Figure 3.

Motivation to self-administer ketamine is not maintained in either sex, but high-alcohol intake female rats show enhanced motivation during the second session. a, b, PR break-point data in rats that self-administered ketamine and saline. In the ketamine groups, water-intake females (n = 11) have significantly higher break points than males on the first session (SA session 7). High-alcohol intake females (n = 7) have significantly increased break points in SA sessions 8–9, while low-alcohol intake females (n = 8) have increased break points in SA session 9. The male groups that self-administered ketamine have increased break points compared with saline only for the first two sessions (SA sessions 8–9) before they decrease, whereas water-intake females are only significantly higher than saline in SA session 7, low-alcohol only in SA session 9, and high-alcohol in SA sessions 8 and 9. c, d, Number of active responses during the PR sessions for rats that self-administered ketamine or saline. Data from active responses parallel break-point data with the exception that water-intake females that self-administered ketamine did not show differences from the saline groups. e, f, Number of ketamine or saline infusions under a PR schedule of reinforcement.
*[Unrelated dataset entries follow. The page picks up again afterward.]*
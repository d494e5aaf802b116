#[macro_use]
extern crate rocket;

mod api;
mod auth;
mod config;
mod db;
mod env;
mod error;
mod import;
mod models;
mod sms;
mod storage;
mod telemetry;
mod validation;
#[cfg(test)]
mod test;

use api::{
    api_add_metric, api_add_note, api_create_instructor, api_create_player, api_dashboard,
    api_delete_player, api_get_chart, api_get_drills, api_get_player, api_get_theme,
    api_import_players, api_login_instructor, api_login_player, api_logout, api_me,
    api_my_clients, api_roster, api_send_drill, api_set_note_shared, api_text_player,
    api_toggle_favorite, api_toggle_theme, api_upload_drill, api_upload_photo, health,
    uploaded_file,
};
use auth::{
    bad_request_api, forbidden_api, not_found_api, unauthorized_api, unprocessable_api,
};
use config::AppConfig;
use db::{clean_expired_sessions, ensure_master_instructor};
use error::AppError;
use rocket::data::{Limits, ToByteUnit};
use rocket::{Build, Config, Rocket, tokio};
use sms::Messenger;
use sqlx::SqlitePool;
use storage::UploadStore;
use telemetry::{TelemetryFairing, init_tracing};
use thiserror::Error;
use tracing::{error, info};

const SESSION_PURGE_INTERVAL_SECS: u64 = 3600;

#[derive(Debug, Error)]
pub enum Error {
    #[error("{0}")]
    Sqlx(#[from] sqlx::Error),
    #[error("Application error: {0}")]
    App(#[from] AppError),
    #[error("Rocket error: {0}")]
    Rocket(Box<rocket::Error>),
}

impl From<rocket::Error> for Error {
    fn from(value: rocket::Error) -> Self {
        Error::Rocket(Box::new(value))
    }
}

#[rocket::main]
async fn main() -> Result<(), Error> {
    // Env files must be loaded before the subscriber reads RUST_LOG.
    let loaded = env::load_environment()?;
    let _otel_guard = init_tracing();
    info!(profile = ?loaded.profile, files = ?loaded.files, "Environment loaded");

    let config = AppConfig::from_env()?;
    // Refuse to start without a key for the session cookies.
    config.session_secret()?;

    let pool = SqlitePool::connect(&config.database_url).await?;

    info!("Running database migrations...");
    sqlx::migrate!("./migrations").run(&pool).await.map_err(AppError::from)?;
    info!("Migrations completed successfully");

    spawn_session_cleanup(pool.clone());

    let messenger = Messenger::from_config(config.sms.as_ref());

    let _rocket = init_rocket(pool, config, messenger).await?.launch().await?;

    Ok(())
}

fn spawn_session_cleanup(pool: SqlitePool) {
    tokio::spawn(async move {
        tokio::time::sleep(tokio::time::Duration::from_secs(5)).await;

        loop {
            match clean_expired_sessions(&pool).await {
                Ok(count) => {
                    if count > 0 {
                        info!("Cleaned up {} expired sessions", count);
                    }
                }
                Err(e) => {
                    error!("Failed to clean expired sessions: {}", e);
                }
            }

            tokio::time::sleep(tokio::time::Duration::from_secs(SESSION_PURGE_INTERVAL_SECS))
                .await;
        }
    });
}

pub async fn init_rocket(
    pool: SqlitePool,
    config: AppConfig,
    messenger: Messenger,
) -> Result<Rocket<Build>, AppError> {
    info!(sms_enabled = config.sms_enabled(), "Starting swing tracker");

    let secret_key = config.session_secret()?.to_string();

    ensure_master_instructor(&pool, &config.master_code).await?;

    let store = UploadStore::new(config.upload_dir.clone());
    store.ensure_dirs().await?;

    let limits = Limits::default()
        .limit("file", 16.mebibytes())
        .limit("data-form", 20.mebibytes());

    let figment = Config::figment()
        .merge(("secret_key", secret_key))
        .merge(("limits", limits));

    Ok(rocket::custom(figment)
        .manage(pool)
        .manage(config)
        .manage(messenger)
        .manage(store)
        .mount(
            "/api",
            routes![
                api_login_instructor,
                api_login_player,
                api_create_instructor,
                api_logout,
                api_me,
                api_dashboard,
                api_roster,
                api_my_clients,
                api_get_player,
                api_get_chart,
                api_create_player,
                api_delete_player,
                api_upload_photo,
                api_import_players,
                api_add_metric,
                api_add_note,
                api_set_note_shared,
                api_toggle_favorite,
                api_get_drills,
                api_upload_drill,
                api_send_drill,
                api_text_player,
                api_get_theme,
                api_toggle_theme,
                health,
            ],
        )
        .mount("/static", routes![uploaded_file])
        .register(
            "/api",
            catchers![
                bad_request_api,
                unauthorized_api,
                forbidden_api,
                not_found_api,
                unprocessable_api
            ],
        )
        .attach(TelemetryFairing))
}
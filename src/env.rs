use std::path::Path;

use crate::error::AppError;

#[derive(Debug, Clone, Copy, PartialEq, Eq)]
pub enum Profile {
    Development,
    Production,
}

impl Profile {
    /// Anything other than `production` runs with development settings.
    pub fn from_rocket_profile(value: Option<&str>) -> Self {
        match value.map(str::trim) {
            Some("production") | Some("release") => Profile::Production,
            _ => Profile::Development,
        }
    }

    /// Later files override earlier ones.
    pub fn env_files(&self) -> [&'static str; 3] {
        let profile_file = match self {
            Profile::Development => "config/dev.env",
            Profile::Production => "config/prod.env",
        };
        ["config/common.env", profile_file, ".secrets.env"]
    }
}

#[derive(Debug)]
pub struct LoadedEnvironment {
    pub profile: Profile,
    pub files: Vec<&'static str>,
}

pub fn load_environment() -> Result<LoadedEnvironment, AppError> {
    let profile = Profile::from_rocket_profile(dotenvy::var("ROCKET_PROFILE").ok().as_deref());
    load_environment_from(Path::new("."), profile)
}

/// Loads the profile's env files found under `base`. Missing files are skipped.
pub fn load_environment_from(base: &Path, profile: Profile) -> Result<LoadedEnvironment, AppError> {
    let mut files = Vec::new();

    for file in profile.env_files() {
        let path = base.join(file);
        if !path.exists() {
            continue;
        }

        dotenvy::from_path_override(&path)
            .map_err(|e| AppError::Configuration(format!("Could not load {}: {}", file, e)))?;
        files.push(file);
    }

    Ok(LoadedEnvironment { profile, files })
}

#[cfg(test)]
mod tests {
    use super::*;
    use crate::auth::random_hex;
    use serial_test::serial;

    #[test]
    fn profile_selects_env_file() {
        assert_eq!(Profile::from_rocket_profile(None), Profile::Development);
        assert_eq!(
            Profile::from_rocket_profile(Some("production")),
            Profile::Production
        );
        assert_eq!(Profile::Production.env_files()[1], "config/prod.env");
        assert_eq!(Profile::Development.env_files()[2], ".secrets.env");
    }

    #[test]
    #[serial]
    fn reports_only_the_files_it_loaded() {
        let base = std::env::temp_dir().join(format!("swing-tracker-env-{}", random_hex(8)));
        std::fs::create_dir_all(base.join("config")).unwrap();
        std::fs::write(base.join("config/common.env"), "SWING_ENV_CHECK=common\n").unwrap();
        std::fs::write(base.join("config/prod.env"), "SWING_ENV_CHECK=prod\n").unwrap();

        temp_env::with_var_unset("SWING_ENV_CHECK", || {
            let loaded = load_environment_from(&base, Profile::Production).unwrap();
            assert_eq!(loaded.profile, Profile::Production);
            assert_eq!(loaded.files, vec!["config/common.env", "config/prod.env"]);
            assert_eq!(std::env::var("SWING_ENV_CHECK").unwrap(), "prod");

            let loaded = load_environment_from(&base, Profile::Development).unwrap();
            assert_eq!(loaded.files, vec!["config/common.env"]);
            assert_eq!(std::env::var("SWING_ENV_CHECK").unwrap(), "common");
        });

        let _ = std::fs::remove_dir_all(&base);
    }
}
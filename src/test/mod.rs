mod sessions;
mod utils;

pub use utils::*;
pub mod test_db {
    use crate::db::{create_instructor, create_player, ensure_master_instructor};
    use crate::error::AppError;
    use crate::models::{Instructor, NewPlayer, Player};
    use sqlx::sqlite::SqlitePoolOptions;
    use sqlx::{Pool, Sqlite};
    use std::collections::HashMap;
    use std::sync::Once;

    static INIT: Once = Once::new();
    pub static MASTER_CODE: &str = "COACH123";

    #[derive(Default)]
    pub struct TestDbBuilder {
        instructors: Vec<String>,
        players: Vec<NewPlayer>,
    }

    impl TestDbBuilder {
        pub fn new() -> Self {
            Self::default()
        }

        pub fn instructor(mut self, name: &str) -> Self {
            self.instructors.push(name.to_string());
            self
        }

        pub fn player(mut self, name: &str, age: Option<i64>, phone: Option<&str>) -> Self {
            self.players.push(NewPlayer {
                name: name.to_string(),
                age,
                phone: phone.map(String::from),
            });
            self
        }

        pub async fn build(self) -> Result<TestDb, AppError> {
            INIT.call_once(|| {
                let _ = env_logger::builder()
                    .parse_filters("debug")
                    .is_test(true)
                    .try_init();
            });

            // One connection, kept open: every connection to `sqlite::memory:`
            // would otherwise see its own empty database.
            let pool = SqlitePoolOptions::new()
                .max_connections(1)
                .idle_timeout(None)
                .max_lifetime(None)
                .connect("sqlite::memory:")
                .await?;

            sqlx::migrate!("./migrations").run(&pool).await?;

            let head_coach = ensure_master_instructor(&pool, MASTER_CODE).await?;

            let mut instructors = HashMap::new();
            for name in &self.instructors {
                let instructor = create_instructor(&pool, MASTER_CODE, MASTER_CODE, name).await?;
                instructors.insert(name.clone(), instructor);
            }

            let mut players = HashMap::new();
            for new_player in &self.players {
                let player = create_player(&pool, new_player).await?;
                players.insert(new_player.name.clone(), player);
            }

            Ok(TestDb {
                pool,
                head_coach,
                instructors,
                players,
            })
        }
    }

    pub struct TestDb {
        pub pool: Pool<Sqlite>,
        pub head_coach: Instructor,
        pub instructors: HashMap<String, Instructor>,
        pub players: HashMap<String, Player>,
    }

    impl TestDb {
        pub fn instructor(&self, name: &str) -> &Instructor {
            self.instructors
                .get(name)
                .unwrap_or_else(|| panic!("No test instructor named {}", name))
        }

        pub fn player(&self, name: &str) -> &Player {
            self.players
                .get(name)
                .unwrap_or_else(|| panic!("No test player named {}", name))
        }
    }

    pub async fn create_standard_test_db() -> TestDb {
        TestDbBuilder::new()
            .instructor("Coach Carter")
            .player("Jane Doe", Some(12), Some("555-123-4567"))
            .player("Sam Lee", Some(16), None)
            .player("Ana Ruiz", None, Some("+15550001111"))
            .build()
            .await
            .expect("Failed to build test database")
    }
}

pub mod test_client {
    use super::test_db::{MASTER_CODE, TestDb};
    use crate::auth::random_hex;
    use crate::config::AppConfig;
    use crate::init_rocket;
    use crate::sms::Messenger;
    use rocket::http::{ContentType, Status};
    use rocket::local::asynchronous::Client;
    use serde_json::{Value, json};

    /// A fixed, non-zero 256-bit key so private cookies work under test.
    pub static TEST_SECRET: &str =
        "8f4c1d2e3b5a69788796a5b4c3d2e1f00f1e2d3c4b5a69788796a5b4c3d2e1f0";

    pub fn test_config() -> AppConfig {
        let upload_dir = std::env::temp_dir()
            .join(format!("swing-tracker-test-{}", random_hex(12)))
            .to_string_lossy()
            .to_string();

        AppConfig::from_lookup(|key| match key {
            "DATABASE_URL" => Some("sqlite::memory:".to_string()),
            "SESSION_SECRET" => Some(TEST_SECRET.to_string()),
            "INSTRUCTOR_MASTER_CODE" => Some(MASTER_CODE.to_string()),
            "UPLOAD_DIR" => Some(upload_dir.clone()),
            _ => None,
        })
        .expect("Failed to build test config")
    }

    pub async fn setup_test_client(test_db: &TestDb, messenger: Messenger) -> Client {
        let rocket = init_rocket(test_db.pool.clone(), test_config(), messenger)
            .await
            .expect("Failed to build rocket");

        Client::tracked(rocket)
            .await
            .expect("Failed to create test client")
    }

    pub async fn post_json(client: &Client, uri: &str, body: Value) -> (Status, Value) {
        let response = client
            .post(uri)
            .header(ContentType::JSON)
            .body(body.to_string())
            .dispatch()
            .await;

        let status = response.status();
        let body = response.into_json::<Value>().await.unwrap_or(Value::Null);
        (status, body)
    }

    pub async fn put_json(client: &Client, uri: &str, body: Value) -> (Status, Value) {
        let response = client
            .put(uri)
            .header(ContentType::JSON)
            .body(body.to_string())
            .dispatch()
            .await;

        let status = response.status();
        let body = response.into_json::<Value>().await.unwrap_or(Value::Null);
        (status, body)
    }

    pub async fn post_form(client: &Client, uri: &str, body: &str) -> (Status, Value) {
        let response = client
            .post(uri)
            .header(ContentType::Form)
            .body(body.to_string())
            .dispatch()
            .await;

        let status = response.status();
        let body = response.into_json::<Value>().await.unwrap_or(Value::Null);
        (status, body)
    }

    pub static MULTIPART_BOUNDARY: &str = "swing-tracker-test-boundary";

    /// One multipart part. Parts with a filename arrive as file uploads.
    pub struct Part<'a> {
        pub name: &'a str,
        pub filename: Option<&'a str>,
        pub content: &'a str,
    }

    pub async fn post_multipart(client: &Client, uri: &str, parts: &[Part<'_>]) -> (Status, Value) {
        let mut body = String::new();
        for part in parts {
            body.push_str(&format!("--{}\r\n", MULTIPART_BOUNDARY));
            match part.filename {
                Some(filename) => body.push_str(&format!(
                    "Content-Disposition: form-data; name=\"{}\"; filename=\"{}\"\r\nContent-Type: text/plain\r\n\r\n",
                    part.name, filename
                )),
                None => body.push_str(&format!(
                    "Content-Disposition: form-data; name=\"{}\"\r\n\r\n",
                    part.name
                )),
            }
            body.push_str(part.content);
            body.push_str("\r\n");
        }
        body.push_str(&format!("--{}--\r\n", MULTIPART_BOUNDARY));

        let content_type =
            ContentType::new("multipart", "form-data").with_params(("boundary", MULTIPART_BOUNDARY));

        let response = client
            .post(uri)
            .header(content_type)
            .body(body)
            .dispatch()
            .await;

        let status = response.status();
        let body = response.into_json::<Value>().await.unwrap_or(Value::Null);
        (status, body)
    }

    pub async fn get_json(client: &Client, uri: &str) -> (Status, Value) {
        let response = client.get(uri).dispatch().await;

        let status = response.status();
        let body = response.into_json::<Value>().await.unwrap_or(Value::Null);
        (status, body)
    }

    pub async fn login_instructor(client: &Client, code: &str) -> Value {
        let (status, body) = post_json(client, "/api/login/instructor", json!({ "code": code })).await;
        assert_eq!(status, Status::Ok, "Instructor login failed: {}", body);
        body
    }

    pub async fn login_player(client: &Client, code: &str) -> Value {
        let (status, body) = post_json(client, "/api/login/player", json!({ "code": code })).await;
        assert_eq!(status, Status::Ok, "Player login failed: {}", body);
        body
    }
}

pub mod fake_sms {
    use crate::error::AppError;
    use crate::sms::SmsGateway;
    use std::sync::Mutex;

    /// Accepts every message and keeps it for inspection.
    #[derive(Default)]
    pub struct RecordingGateway {
        pub sent: Mutex<Vec<(String, String)>>,
    }

    impl RecordingGateway {
        pub fn messages(&self) -> Vec<(String, String)> {
            self.sent.lock().map(|m| m.clone()).unwrap_or_default()
        }
    }

    #[rocket::async_trait]
    impl SmsGateway for RecordingGateway {
        async fn send(&self, to: &str, body: &str) -> Result<(), AppError> {
            if let Ok(mut sent) = self.sent.lock() {
                sent.push((to.to_string(), body.to_string()));
            }
            Ok(())
        }
    }

    /// Rejects every message the way an unreachable provider would.
    pub struct FailingGateway;

    #[rocket::async_trait]
    impl SmsGateway for FailingGateway {
        async fn send(&self, _to: &str, _body: &str) -> Result<(), AppError> {
            Err(AppError::DeliveryFailed(
                "Twilio returned 400 Bad Request: invalid 'To' number".to_string(),
            ))
        }
    }
}
use chrono::{NaiveDateTime, Utc};
use rand::Rng;
use rocket::http::{Cookie, CookieJar, SameSite};
use serde::Serialize;
use sqlx::{Pool, Sqlite};
use std::fmt;
use tracing::{info, instrument};
use uuid::Uuid;

use crate::config::AppConfig;
use crate::db::create_session;
use crate::error::AppError;

pub const SESSION_COOKIE: &str = "session_token";

#[derive(Debug, Clone, Copy, PartialEq, Eq, Serialize)]
#[serde(rename_all = "lowercase")]
pub enum Role {
    Instructor,
    Player,
}

impl Role {
    pub fn as_str(&self) -> &'static str {
        match self {
            Role::Instructor => "instructor",
            Role::Player => "player",
        }
    }

    pub fn from_str(s: &str) -> Result<Self, AppError> {
        match s {
            "instructor" => Ok(Role::Instructor),
            "player" => Ok(Role::Player),
            _ => Err(AppError::Internal(format!("Unknown role: {}", s))),
        }
    }
}

impl fmt::Display for Role {
    fn fmt(&self, f: &mut fmt::Formatter<'_>) -> fmt::Result {
        f.write_str(self.as_str())
    }
}

#[derive(Debug, Clone)]
pub struct UserSession {
    pub id: i64,
    pub token: String,
    pub role: Role,
    pub subject_id: i64,
    pub created_at: NaiveDateTime,
    pub expires_at: NaiveDateTime,
}

#[derive(sqlx::FromRow)]
pub struct DbUserSession {
    pub id: Option<i64>,
    pub token: Option<String>,
    pub role: Option<String>,
    pub subject_id: Option<i64>,
    pub created_at: Option<NaiveDateTime>,
    pub expires_at: Option<NaiveDateTime>,
}

impl TryFrom<DbUserSession> for UserSession {
    type Error = AppError;

    fn try_from(row: DbUserSession) -> Result<Self, Self::Error> {
        let now = Utc::now().naive_utc();
        Ok(Self {
            id: row.id.unwrap_or_default(),
            token: row.token.unwrap_or_default(),
            role: Role::from_str(row.role.as_deref().unwrap_or_default())?,
            subject_id: row.subject_id.unwrap_or_default(),
            created_at: row.created_at.unwrap_or(now),
            // A row without an expiry is treated as already expired.
            expires_at: row.expires_at.unwrap_or(now),
        })
    }
}

impl UserSession {
    pub fn generate_token() -> String {
        Uuid::new_v4().simple().to_string()
    }

    pub fn is_valid(&self) -> bool {
        self.expires_at > Utc::now().naive_utc()
    }
}

/// Six uppercase hex characters, the format handed out to players and coaches.
pub fn generate_login_code() -> String {
    let bytes: [u8; 3] = rand::rng().random();
    bytes.iter().map(|b| format!("{:02X}", b)).collect()
}

/// Random lowercase hex used for stored file names.
pub fn random_hex(len: usize) -> String {
    let mut rng = rand::rng();
    (0..len)
        .map(|_| char::from_digit(rng.random_range(0..16u32), 16).unwrap_or('0'))
        .collect()
}

/// Creates the session row. Refuses when no signing secret is configured, since
/// the cookie carrying the token could not be protected.
#[instrument(skip(pool, config))]
pub async fn issue_session(
    pool: &Pool<Sqlite>,
    config: &AppConfig,
    role: Role,
    subject_id: i64,
) -> Result<UserSession, AppError> {
    config.session_secret()?;

    let token = UserSession::generate_token();
    let now = Utc::now();
    let expires_at = (now + config.session_ttl).naive_utc();

    let id = create_session(pool, &token, role, subject_id, expires_at).await?;
    info!(role = %role, subject_id, "Issued session");

    Ok(UserSession {
        id,
        token,
        role,
        subject_id,
        created_at: now.naive_utc(),
        expires_at,
    })
}

pub fn set_session_cookie(cookies: &CookieJar<'_>, session: &UserSession, config: &AppConfig) {
    let cookie = Cookie::build((SESSION_COOKIE, session.token.clone()))
        .same_site(SameSite::Lax)
        .http_only(true)
        .max_age(rocket::time::Duration::seconds(
            config.session_ttl.num_seconds(),
        ));
    cookies.add_private(cookie);
}

pub fn clear_session_cookie(cookies: &CookieJar<'_>) {
    cookies.remove_private(Cookie::build(SESSION_COOKIE));
}

#[cfg(test)]
mod tests {
    use super::*;

    #[test]
    fn login_codes_are_six_uppercase_hex() {
        for _ in 0..50 {
            let code = generate_login_code();
            assert_eq!(code.len(), 6);
            assert!(code.chars().all(|c| c.is_ascii_hexdigit() && !c.is_ascii_lowercase()));
        }
    }

    #[test]
    fn random_hex_has_requested_length() {
        let value = random_hex(16);
        assert_eq!(value.len(), 16);
        assert!(value.chars().all(|c| c.is_ascii_hexdigit()));
    }

    #[test]
    fn tokens_are_unique() {
        assert_ne!(UserSession::generate_token(), UserSession::generate_token());
    }

    #[test]
    fn roles_round_trip_through_strings() {
        assert_eq!(Role::from_str("instructor").unwrap(), Role::Instructor);
        assert_eq!(Role::Player.to_string(), "player");
        assert!(Role::from_str("admin").is_err());
    }
}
Sessions ended after failure to achieve the next ratio in a 1 h time period. Males and females self-administered significantly more ketamine infusions compared with saline across all three sessions. High-alcohol intake females took significantly higher rates of ketamine compared with low-alcohol or water-intake females. *, #, &, @, ^ p < 0.05 symbols represent either within- or between-sex differences (indicated in e). Data are represented as the mean ± SEM break point and ketamine (0.5 mg/kg/infusion) or saline infusions. Saline self-administration male and female rats with water intake (n = 11), low alcohol intake (n = 8), and high alcohol intake (n = 7). **p < 0.01.